Middle-earth not real, by the way
The Hobbit film-makers had to remind the Government that Middle-earth is a fantasy place after a promotional poster used images of the British countryside, not New Zealand.
The poster caused a furore ahead of the film's release last year after it was reported that the majority of the image depicted the landscape outside Newcastle in northeastern England.
The English scene was of extensive farmland with a castle in the background.
On the other side of the poster, the New Zealand side, Gandalf stands on a path on a grassy hillside.
New Zealand capitalises on being the location for filming of The Hobbit and Lord of the Rings films to entice tourists Down Under.
But documents released under the Official Information Act confirm the poster was a "comp" made up of two separate images.
Prime Minister John Key's office wrote to Sir Peter Jackson's Wingnut films in September to clarify the imagery used in the poster.
"The PM may get asked about this in his post-Cabinet press conference today," the email from Key's press secretary explained.
"It would be useful to know whether the location was Waikato or the UK - I am still getting conflicting reports."
The email subject was "Hobbit poster - Waikato or Corby Crag".
Wingnut films responded the same day to explain that it was both.
"The left hand side is definitely the Waikato, and the right hand side is the UK."
The email went on to clarify that "Middle-earth is a fantasy realm".
"New Zealand does a wonderful job providing the backdrop for a great part of it.
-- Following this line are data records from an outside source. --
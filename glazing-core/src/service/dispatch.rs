use async_trait::async_trait;
use tracing::info;

use super::ServiceError;
use crate::models::Estimate;

/// Delivers a finished estimate to the customer (email, CRM, lead store...).
#[async_trait]
pub trait EstimateDispatcher: Send + Sync {
    async fn dispatch(
        &self,
        estimate: &Estimate,
    ) -> Result<(), ServiceError>;
}

/// Logs the estimate and does nothing else.
#[derive(Debug, Clone, Copy, Default)]
pub struct NoopDispatcher;

#[async_trait]
impl EstimateDispatcher for NoopDispatcher {
    async fn dispatch(
        &self,
        estimate: &Estimate,
    ) -> Result<(), ServiceError> {
        info!(
            email = %estimate.selection.contact.email,
            price = estimate.price.get(),
            "estimate ready (no dispatcher configured)"
        );
        Ok(())
    }
}
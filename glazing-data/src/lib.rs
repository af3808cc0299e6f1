//! CSV price-table loading for the estimator.

pub mod loader;

pub use loader::{PriceTableLoader, PriceTableLoaderError, UnitPriceRecord};
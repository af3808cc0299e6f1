//! Wiring shared by every subcommand: the lead store, the pricing service
//! and estimate delivery.

use std::fmt::Write as _;
use std::fs::File;
use std::sync::Arc;

use anyhow::{Context, Result};
use async_trait::async_trait;
use glazing_core::catalog::COMPANY;
use glazing_core::db::RepositoryRegistry;
use glazing_core::service::{EstimateDispatcher, ServiceError, SimulatedPricingService};
use glazing_core::{
    Estimate, NewQuoteRequest, PriceTable, QuoteRepository, QuoteRequest, VatNotice,
};
use glazing_data::PriceTableLoader;
use glazing_db_sqlite::SqliteRepositoryFactory;
use tracing::{debug, info};

use crate::config::Settings;

/// Every compiled-in lead-store backend.
pub fn build_registry() -> RepositoryRegistry {
    let mut registry = RepositoryRegistry::new();
    registry.register(Box::new(SqliteRepositoryFactory));
    registry
}

pub async fn open_repository(settings: &Settings) -> Result<Arc<dyn QuoteRepository>> {
    debug!("connecting to {} backend", settings.database.backend);
    let repo = build_registry()
        .create(&settings.database)
        .await
        .with_context(|| {
            format!(
                "Failed to open {} database '{}'",
                settings.database.backend, settings.database.connection_string
            )
        })?;
    Ok(Arc::from(repo))
}

/// Built-in prices, overridden by stored prices, overridden by the CSV
/// named in settings.
pub async fn effective_price_table(
    settings: &Settings,
    repo: &dyn QuoteRepository,
) -> Result<PriceTable> {
    let mut table = PriceTable::default();

    let stored = repo
        .list_unit_prices()
        .await
        .context("Failed to read stored unit prices")?;
    debug!(count = stored.len(), "stored unit prices");
    for row in stored {
        table.set_unit_price(row.service, row.material, row.unit_price);
    }

    if let Some(path) = &settings.pricing.price_table_csv {
        let file =
            File::open(path).with_context(|| format!("Failed to open: {}", path.display()))?;
        let records = PriceTableLoader::parse(file)
            .with_context(|| format!("Failed to parse CSV: {}", path.display()))?;
        info!(count = records.len(), path = %path.display(), "price overrides loaded");
        for record in records {
            table.set_unit_price(record.service, record.material, record.unit_price);
        }
    }

    Ok(table)
}

pub async fn pricing_service(
    settings: &Settings,
    repo: &dyn QuoteRepository,
) -> Result<SimulatedPricingService> {
    let table = effective_price_table(settings, repo).await?;
    Ok(SimulatedPricingService::new(settings.pricing.delay(), table))
}

/// Records each finished estimate as a lead.
pub struct LeadRecorder {
    repo: Arc<dyn QuoteRepository>,
}

impl LeadRecorder {
    pub fn new(repo: Arc<dyn QuoteRepository>) -> Self {
        Self { repo }
    }
}

#[async_trait]
impl EstimateDispatcher for LeadRecorder {
    async fn dispatch(
        &self,
        estimate: &Estimate,
    ) -> Result<(), ServiceError> {
        let stored = self
            .repo
            .create_request(NewQuoteRequest::from(estimate))
            .await
            .map_err(|e| ServiceError::Unavailable(e.to_string()))?;
        info!(id = stored.id, price = stored.estimated_price.get(), "quote request recorded");
        Ok(())
    }
}

/// Text block shown at the result step.
pub fn format_estimate(estimate: &Estimate) -> String {
    let selection = &estimate.selection;
    let vat = &estimate.vat;
    let mut out = String::new();

    let _ = writeln!(out, "{}", estimate.heading());
    let _ = writeln!(
        out,
        "  {}: {} x {}",
        selection.service.label(),
        selection.quantity,
        selection.material
    );
    let _ = writeln!(out, "  {} {}", estimate.price, vat.label());
    let _ = writeln!(
        out,
        "  (VAT {}, {} including VAT)",
        VatNotice::format_amount(vat.amount(estimate.price)),
        VatNotice::format_amount(vat.gross(estimate.price))
    );
    let _ = writeln!(
        out,
        "A copy has been sent to {}. Final price is confirmed after a free site survey.",
        selection.contact.email
    );
    out
}

pub fn format_request(request: &QuoteRequest) -> String {
    format!(
        "#{:<4} {}  {:<8} {:<9} x{:<2} {:>8}  {} <{}> {}",
        request.id,
        request.created_at.format("%Y-%m-%d %H:%M"),
        request.service.as_str(),
        request.material.as_str(),
        request.quantity.get(),
        request.estimated_price.to_string(),
        request.name,
        request.email,
        request.phone
    )
}

pub fn format_price_table(table: &PriceTable) -> String {
    let mut out = String::new();
    for row in table.rows() {
        let _ = writeln!(
            out,
            "{:<18} {:<10} {:>8} per unit",
            row.service.label(),
            row.material.as_str(),
            row.unit_price.to_string()
        );
    }
    out
}

/// Booking prompt shown after `proceed`.
pub fn booking_message(anchor: &str) -> String {
    format!(
        "Book your free site survey: call {} ({}) or email {}.\n\
         Showroom: {} {}\n[#{}]",
        COMPANY.phone, COMPANY.hours, COMPANY.email, COMPANY.address, COMPANY.maps_link, anchor
    )
}
use std::io::Read;

use glazing_core::{Material, Pounds, PriceTable, QuoteRepository, RepositoryError, ServiceType, UnitPrice};
use serde::Deserialize;
use thiserror::Error;
use tracing::{debug, info};

/// Errors that can occur when loading a price table.
#[derive(Debug, Error)]
pub enum PriceTableLoaderError {
    #[error("CSV parse error: {0}")]
    CsvParse(String),

    #[error("Line {line}: unknown service '{value}'")]
    UnknownService { line: usize, value: String },

    #[error("Line {line}: unknown material '{value}'")]
    UnknownMaterial { line: usize, value: String },

    #[error("Line {line}: {material} is not offered for {service}")]
    MaterialNotOffered {
        line: usize,
        service: ServiceType,
        material: Material,
    },

    #[error("Line {line}: unit price must be greater than zero")]
    ZeroPrice { line: usize },

    #[error("Repository error: {0}")]
    Repository(#[from] RepositoryError),
}

impl From<csv::Error> for PriceTableLoaderError {
    fn from(err: csv::Error) -> Self {
        PriceTableLoaderError::CsvParse(err.to_string())
    }
}

/// One row of the price CSV, as written.
///
/// - `service`: `windows` or `doors`
/// - `material`: `aluminium`, `upvc` or `composite` (any case)
/// - `unit_price`: whole pounds per unit
#[derive(Debug, Clone, Deserialize, PartialEq, Eq)]
struct RawRecord {
    service: String,
    material: String,
    unit_price: u32,
}

/// A validated price row.
#[derive(Debug, Clone, Copy, PartialEq, Eq)]
pub struct UnitPriceRecord {
    pub service: ServiceType,
    pub material: Material,
    pub unit_price: Pounds,
}

impl From<UnitPriceRecord> for UnitPrice {
    fn from(record: UnitPriceRecord) -> Self {
        UnitPrice {
            service: record.service,
            material: record.material,
            unit_price: record.unit_price,
        }
    }
}

/// Reads `service,material,unit_price` CSV files into a [`PriceTable`] or a
/// [`QuoteRepository`].
pub struct PriceTableLoader;

impl PriceTableLoader {
    /// Parse and validate every row. Stops at the first bad row.
    pub fn parse<R: Read>(reader: R) -> Result<Vec<UnitPriceRecord>, PriceTableLoaderError> {
        let mut csv_reader = csv::ReaderBuilder::new()
            .trim(csv::Trim::All)
            .from_reader(reader);
        let mut records = Vec::new();

        for (index, result) in csv_reader.deserialize().enumerate() {
            let raw: RawRecord = result?;
            // Header is line 1.
            records.push(Self::validate(index + 2, raw)?);
        }

        debug!(count = records.len(), "parsed price rows");
        Ok(records)
    }

    fn validate(
        line: usize,
        raw: RawRecord,
    ) -> Result<UnitPriceRecord, PriceTableLoaderError> {
        let service = ServiceType::parse(&raw.service).ok_or_else(|| {
            PriceTableLoaderError::UnknownService {
                line,
                value: raw.service.clone(),
            }
        })?;
        let material = Material::parse(&raw.material).ok_or_else(|| {
            PriceTableLoaderError::UnknownMaterial {
                line,
                value: raw.material.clone(),
            }
        })?;
        if !service.offers(material) {
            return Err(PriceTableLoaderError::MaterialNotOffered {
                line,
                service,
                material,
            });
        }
        if raw.unit_price == 0 {
            return Err(PriceTableLoaderError::ZeroPrice { line });
        }

        Ok(UnitPriceRecord {
            service,
            material,
            unit_price: Pounds::new(raw.unit_price),
        })
    }

    /// Built-in prices overridden by `records`. Later rows win.
    pub fn to_table(records: &[UnitPriceRecord]) -> PriceTable {
        records
            .iter()
            .fold(PriceTable::default(), |table, r| {
                table.with_unit_price(r.service, r.material, r.unit_price)
            })
    }

    /// Upsert every record into the repository in one batch. Either all
    /// rows are stored or none are, and re-running with the same file leaves
    /// the same prices.
    pub async fn load<R: QuoteRepository + ?Sized>(
        repo: &R,
        records: &[UnitPriceRecord],
    ) -> Result<usize, PriceTableLoaderError> {
        let prices: Vec<UnitPrice> = records.iter().cloned().map(UnitPrice::from).collect();
        repo.upsert_unit_prices(&prices).await?;

        info!(count = records.len(), "unit prices stored");
        Ok(records.len())
    }
}
use std::time::Duration;

use async_trait::async_trait;
use serde::{Deserialize, Serialize};
use tracing::debug;

use crate::error::ChatError;
use crate::message::{ChatMessage, ChatRole};

/// Produces the model's reply to `message` given the earlier `history`.
#[async_trait]
pub trait ChatBackend: Send + Sync {
    async fn generate(
        &self,
        system: &str,
        history: &[ChatMessage],
        message: &str,
    ) -> Result<String, ChatError>;
}

#[derive(Debug, Clone, PartialEq, Eq)]
pub struct ChatConfig {
    pub api_key: String,
    pub model: String,
    pub base_url: String,
    pub timeout: Duration,
}

impl ChatConfig {
    pub const DEFAULT_MODEL: &'static str = "gemini-3-flash-preview";
    pub const DEFAULT_BASE_URL: &'static str = "https://generativelanguage.googleapis.com/v1beta";

    pub fn new(api_key: impl Into<String>) -> Self {
        Self {
            api_key: api_key.into(),
            model: Self::DEFAULT_MODEL.to_string(),
            base_url: Self::DEFAULT_BASE_URL.to_string(),
            timeout: Duration::from_secs(30),
        }
    }
}

// ============================================================================
// generateContent wire types
// ============================================================================

#[derive(Debug, Serialize, PartialEq)]
#[serde(rename_all = "camelCase")]
struct GenerateRequest<'a> {
    system_instruction: Content<'a>,
    contents: Vec<Content<'a>>,
}

#[derive(Debug, Serialize, PartialEq)]
struct Content<'a> {
    #[serde(skip_serializing_if = "Option::is_none")]
    role: Option<&'static str>,
    parts: Vec<Part<'a>>,
}

#[derive(Debug, Serialize, PartialEq)]
struct Part<'a> {
    text: &'a str,
}

#[derive(Debug, Deserialize)]
struct GenerateResponse {
    #[serde(default)]
    candidates: Vec<Candidate>,
}

#[derive(Debug, Deserialize)]
struct Candidate {
    content: Option<CandidateContent>,
}

#[derive(Debug, Deserialize)]
struct CandidateContent {
    #[serde(default)]
    parts: Vec<CandidatePart>,
}

#[derive(Debug, Deserialize)]
struct CandidatePart {
    text: Option<String>,
}

fn content<'a>(
    role: ChatRole,
    text: &'a str,
) -> Content<'a> {
    Content {
        role: Some(role.as_str()),
        parts: vec![Part { text }],
    }
}

/// The conversation must open with a user turn, so leading model turns
/// (the greeting) are not sent.
fn build_request<'a>(
    system: &'a str,
    history: &'a [ChatMessage],
    message: &'a str,
) -> GenerateRequest<'a> {
    let mut contents: Vec<Content<'a>> = history
        .iter()
        .skip_while(|m| m.role == ChatRole::Model)
        .map(|m| content(m.role, &m.text))
        .collect();
    contents.push(content(ChatRole::User, message));

    GenerateRequest {
        system_instruction: Content {
            role: None,
            parts: vec![Part { text: system }],
        },
        contents,
    }
}

/// Concatenated text of the first candidate. Empty if the model said nothing.
fn reply_text(body: &str) -> Result<String, ChatError> {
    let response: GenerateResponse =
        serde_json::from_str(body).map_err(|e| ChatError::Parse(e.to_string()))?;

    Ok(response
        .candidates
        .into_iter()
        .next()
        .and_then(|c| c.content)
        .map(|c| {
            c.parts
                .into_iter()
                .filter_map(|p| p.text)
                .collect::<String>()
        })
        .unwrap_or_default())
}

/// Client for the Gemini `models/{model}:generateContent` endpoint.
pub struct GeminiClient {
    http: reqwest::Client,
    config: ChatConfig,
}

impl GeminiClient {
    pub fn new(config: ChatConfig) -> Result<Self, ChatError> {
        if config.api_key.trim().is_empty() {
            return Err(ChatError::MissingApiKey);
        }
        let http = reqwest::Client::builder()
            .timeout(config.timeout)
            .build()?;
        Ok(Self { http, config })
    }

    pub fn config(&self) -> &ChatConfig {
        &self.config
    }

    fn endpoint(&self) -> String {
        format!(
            "{}/models/{}:generateContent",
            self.config.base_url.trim_end_matches('/'),
            self.config.model
        )
    }
}

#[async_trait]
impl ChatBackend for GeminiClient {
    async fn generate(
        &self,
        system: &str,
        history: &[ChatMessage],
        message: &str,
    ) -> Result<String, ChatError> {
        let request = build_request(system, history, message);
        debug!(model = %self.config.model, turns = request.contents.len(), "chat request");

        let response = self
            .http
            .post(self.endpoint())
            .header("x-goog-api-key", &self.config.api_key)
            .json(&request)
            .send()
            .await?;

        let status = response.status();
        let body = response.text().await?;
        if !status.is_success() {
            return Err(ChatError::Status {
                code: status.as_u16(),
                body,
            });
        }

        reply_text(&body)
    }
}

#[cfg(test)]
mod tests {
    use pretty_assertions::assert_eq;
    use serde_json::json;

    use super::*;

    #[test]
    fn request_skips_greeting_and_appends_message() {
        let history = vec![
            ChatMessage::model("Hello!"),
            ChatMessage::user("Do you fit sash windows?"),
            ChatMessage::model("Yes, our Heritage Sash range."),
        ];

        let request = build_request("persona", &history, "How much?");

        assert_eq!(
            serde_json::to_value(&request).unwrap(),
            json!({
                "systemInstruction": { "parts": [{ "text": "persona" }] },
                "contents": [
                    { "role": "user", "parts": [{ "text": "Do you fit sash windows?" }] },
                    { "role": "model", "parts": [{ "text": "Yes, our Heritage Sash range." }] },
                    { "role": "user", "parts": [{ "text": "How much?" }] },
                ]
            })
        );
    }

    #[test]
    fn reply_joins_parts_of_first_candidate() {
        let body = r#"{"candidates":[{"content":{"role":"model","parts":[{"text":"From "},{"text":"£600."}]}}]}"#;

        assert_eq!(reply_text(body).unwrap(), "From £600.");
    }

    #[test]
    fn reply_without_candidates_is_empty() {
        assert_eq!(reply_text(r#"{"candidates":[]}"#).unwrap(), "");
        assert_eq!(reply_text("{}").unwrap(), "");
    }

    #[test]
    fn malformed_reply_is_parse_error() {
        assert!(matches!(reply_text("not json"), Err(ChatError::Parse(_))));
    }

    #[test]
    fn blank_api_key_is_rejected() {
        assert!(matches!(
            GeminiClient::new(ChatConfig::new("  ")),
            Err(ChatError::MissingApiKey)
        ));
    }

    #[test]
    fn endpoint_includes_model() {
        let mut config = ChatConfig::new("key");
        config.base_url = "http://localhost:9000/v1beta/".to_string();
        let client = GeminiClient::new(config).unwrap();

        assert_eq!(
            client.endpoint(),
            "http://localhost:9000/v1beta/models/gemini-3-flash-preview:generateContent"
        );
    }
}
use thiserror::Error;

use crate::models::{Material, Pounds, Quantity, ServiceType};
use crate::service::ServiceError;
use crate::wizard::WizardStep;

/// Errors raised by the estimator's models, pricing and state machine.
#[derive(Debug, Clone, Error, PartialEq, Eq)]
pub enum QuoteError {
    /// Quantity outside `[1, 20]`.
    #[error("quantity {0} is outside the allowed range 1-20")]
    QuantityOutOfRange(i64),

    /// Material not offered for the selected service.
    #[error("{material} is not available for {service}")]
    InvalidMaterial {
        service: ServiceType,
        material: Material,
    },

    /// The action is not legal in the current step.
    #[error("cannot {action} while at {step}")]
    InvalidTransition {
        action: &'static str,
        step: WizardStep,
    },

    /// One or more contact fields are empty.
    #[error("missing contact details: {}", .0.join(", "))]
    IncompleteContact(Vec<&'static str>),

    #[error("a calculation is already in progress")]
    CalculationInFlight,

    /// A pricing outcome arrived for a request that was cancelled or replaced.
    #[error("pricing result for request {0} is no longer wanted")]
    StaleCalculation(u64),

    #[error("price for {quantity} x {unit} does not fit")]
    PriceOverflow { unit: Pounds, quantity: Quantity },

    /// The pricing backend failed; the wizard has rolled back.
    #[error(transparent)]
    Service(#[from] ServiceError),
}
Unfortunately, the poster company looked a little further afield for the remainder of the environment."
The poster was completed independently of Warner Bros, the Hollywood studio behind the movies.
The emails are further evidence of the cosy relationship between the Government and the Hobbit film-makers.
Key has been accused of yielding to the film industry after changing labour laws to suit them and supporting million-dollar subsidies to entice projects here.
Another email released recently under the act showed Key's office contacted Wingnut films for information about the number of jobs created by The Hobbit in order to respond to Labour's industrial relations policy announcement.